'''

//! Error types for MIFARE card operations

use core::fmt;

use nfcdump_core::ReaderError;
use thiserror::Error;

/// Result type for MIFARE card operations
pub type Result<T> = std::result::Result<T, Error>;

/// Which way a block transfer was going when it failed.
#[derive(Debug, Clone, Copy, PartialEq, Eq)]
pub enum BlockOp {
    /// Block read
    Read,
    /// Block write
    Write,
}

impl fmt::Display for BlockOp {
    fn fmt(&self, f: &mut fmt::Formatter<'_>) -> fmt::Result {
        match self {
            Self::Read => f.write_str("read"),
            Self::Write => f.write_str("write"),
        }
    }
}

/// Error type for MIFARE card operations
///
/// Every abort names the block it happened on. `TagRemoved` and
/// `AuthenticationFailed` are always fatal to the whole operation;
/// `BlockIo` is recorded per block and escalates to an abort at the next
/// per-block check; `ChecksumInvalid` fires before anything is sent to the
/// reader at all.
#[derive(Debug, Error)]
pub enum Error {
    /// The tag left the field; anti-collision could not re-select it.
    #[error("tag was removed")]
    TagRemoved,

    /// No key opened the sector containing the block.
    #[error("authentication failed for block 0x{block:02x}")]
    AuthenticationFailed {
        /// Block the sector was addressed by.
        block: u8,
    },

    /// A block transfer failed and aborted the operation.
    #[error("failed to {op} block 0x{block:02x}")]
    BlockIo {
        /// Transfer direction.
        op: BlockOp,
        /// Failing block index.
        block: u8,
    },

    /// The dump's manufacturer block fails its checksum; writing it could
    /// make the card permanently invalid.
    #[error("incorrect BCC in dump, expecting BCC 0x{expected:02X}")]
    ChecksumInvalid {
        /// BCC the dump's UID bytes imply.
        expected: u8,
    },

    /// The RF field could not be toggled back on during the capacity probe.
    #[error("failed to reconfigure the RF field")]
    FieldConfig(#[source] ReaderError),

    /// The dump buffer length does not match any known card layout.
    #[error("dump of {actual} bytes does not match any known card layout")]
    InvalidDumpSize {
        /// Offered buffer length.
        actual: usize,
    },

    /// Reader-level failure outside any block transfer.
    #[error(transparent)]
    Reader(#[from] ReaderError),
}
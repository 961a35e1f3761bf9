//! Core traits and types for driving ISO14443-A contactless readers
//!
//! The contactless front-end is consumed by the card engines as an abstract
//! capability: passive-target selection (anti-collision), raw frame
//! exchange, framed MIFARE commands and boolean device properties. This
//! crate defines that capability together with the selected-target types
//! and the progress-observer interface shared by the card engines.
//!
//! Everything here is blocking and fallible. Timeout and retry policy
//! belong to the reader implementation; callers recover from a lost tag by
//! re-running passive selection.
#![cfg_attr(not(test), warn(unused_crate_dependencies))]
#![forbid(unsafe_code)]
#![warn(missing_docs, rustdoc::missing_crate_level_docs)]

// Re-export bytes for convenience
pub use bytes::Bytes;

pub mod error;
pub mod observer;
pub mod reader;
pub mod target;

pub use error::ReaderError;
pub use observer::{DotWriter, NullObserver, ProgressEvent, ProgressObserver};
pub use reader::{MifareCommand, Property, Reader};
pub use target::{MIFARE_MODULATION, Modulation, Target, Uid};
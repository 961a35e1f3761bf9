//! Error types for reader operations

use thiserror::Error;

use crate::reader::Property;

/// Result type for reader operations
pub type Result<T> = core::result::Result<T, ReaderError>;

/// Error type for reader-level failures
///
/// The engines only distinguish broad classes: a failed selection means the
/// tag is gone, a failed exchange means the block (or the whole operation)
/// failed, and a failed property change during field control is a hardware
/// fault. Finer diagnostics stay with the reader implementation.
#[derive(Debug, Error)]
pub enum ReaderError {
    /// Passive selection found no target in the field
    #[error("no target in the field")]
    NoTarget,

    /// A frame exchange with the tag failed or timed out
    #[error("failed to transceive")]
    Transceive,

    /// A device property could not be applied
    #[error("failed to configure {0:?}")]
    Property(Property),

    /// The reader hardware reported a fault
    #[error("device fault: {0}")]
    Device(&'static str),
}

'''

In full and without change, transcribe every line of the records above.

//! Error types for MIFARE card operations

use core::fmt;

use nfcdump_core::ReaderError;
use thiserror::Error;

/// Result type for MIFARE card operations
pub type Result<T> = std::result::Result<T, Error>;

/// Which way a block transfer was going when it failed.
#[derive(Debug, Clone, Copy, PartialEq, Eq)]
pub enum BlockOp {
    /// Block read
    Read,
    /// Block write
    Write,
}

impl fmt::Display for BlockOp {
    fn fmt(&self, f: &mut fmt::Formatter<'_>) -> fmt::Result {
        match self {
            Self::Read => f.write_str("read"),
            Self::Write => f.write_str("write"),
        }
    }
}

/// Error type for MIFARE card operations
///
/// Every abort names the block it happened on. `TagRemoved` and
/// `AuthenticationFailed` are always fatal to the whole operation;
/// `BlockIo` is recorded per block and escalates to an abort at the next
/// per-block check; `ChecksumInvalid` fires before anything is sent to the
/// reader at all.
#[derive(Debug, Error)]
pub enum Error {
    /// The tag left the field; anti-collision could not re-select it.
    #[error("tag was removed")]
    TagRemoved,

    /// No key opened the sector containing the block.
    #[error("authentication failed for block 0x{block:02x}")]
    AuthenticationFailed {
        /// Block the sector was addressed by.
        block: u8,
    },

    /// A block transfer failed and aborted the operation.
    #[error("failed to {op} block 0x{block:02x}")]
    BlockIo {
        /// Transfer direction.
        op: BlockOp,
        /// Failing block index.
        block: u8,
    },

    /// The dump's manufacturer block fails its checksum; writing it could
    /// make the card permanently invalid.
    #[error("incorrect BCC in dump, expecting BCC 0x{expected:02X}")]
    ChecksumInvalid {
        /// BCC the dump's UID bytes imply.
        expected: u8,
    },

    /// The RF field could not be toggled back on during the capacity probe.
    #[error("failed to reconfigure the RF field")]
    FieldConfig(#[source] ReaderError),

    /// The dump buffer length does not match any known card layout.
    #[error("dump of {actual} bytes does not match any known card layout")]
    InvalidDumpSize {
        /// Offered buffer length.
        actual: usize,
    },

    /// Reader-level failure outside any block transfer.
    #[error(transparent)]
    Reader(#[from] ReaderError),
}
repository 961a35e1f3761bf9
//! Core traits and types for driving ISO14443-A contactless readers
//!
//! The contactless front-end is consumed by the card engines as an abstract
//! capability: passive-target selection (anti-collision), raw frame
//! exchange, framed MIFARE commands and boolean device properties. This
//! crate defines that capability together with the selected-target types
//! and the progress-observer interface shared by the card engines.
//!
//! Everything here is blocking and fallible. Timeout and retry policy
//! belong to the reader implementation; callers recover from a lost tag by
//! re-running passive selection.
#![cfg_attr(not(test), warn(unused_crate_dependencies))]
#![forbid(unsafe_code)]
#![warn(missing_docs, rustdoc::missing_crate_level_docs)]

// Re-export bytes for convenience
pub use bytes::Bytes;

pub mod error;
pub mod observer;
pub mod reader;
pub mod target;

pub use error::ReaderError;
pub use observer::{DotWriter, NullObserver, ProgressEvent, ProgressObserver};
pub use reader::{MifareCommand, Property, Reader};
pub use target::{MIFARE_MODULATION, Modulation, Target, Uid};
repository 961a35e1f3761bf9
//! Error types for reader operations

use thiserror::Error;

use crate::reader::Property;

/// Result type for reader operations
pub type Result<T> = core::result::Result<T, ReaderError>;

/// Error type for reader-level failures
///
/// The engines only distinguish broad classes: a failed selection means the
/// tag is gone, a failed exchange means the block (or the whole operation)
/// failed, and a failed property change during field control is a hardware
/// fault. Finer diagnostics stay with the reader implementation.
#[derive(Debug, Error)]
pub enum ReaderError {
    /// Passive selection found no target in the field
    #[error("no target in the field")]
    NoTarget,

    /// A frame exchange with the tag failed or timed out
    #[error("failed to transceive")]
    Transceive,

    /// A device property could not be applied
    #[error("failed to configure {0:?}")]
    Property(Property),

    /// The reader hardware reported a fault
    #[error("device fault: {0}")]
    Device(&'static str),
}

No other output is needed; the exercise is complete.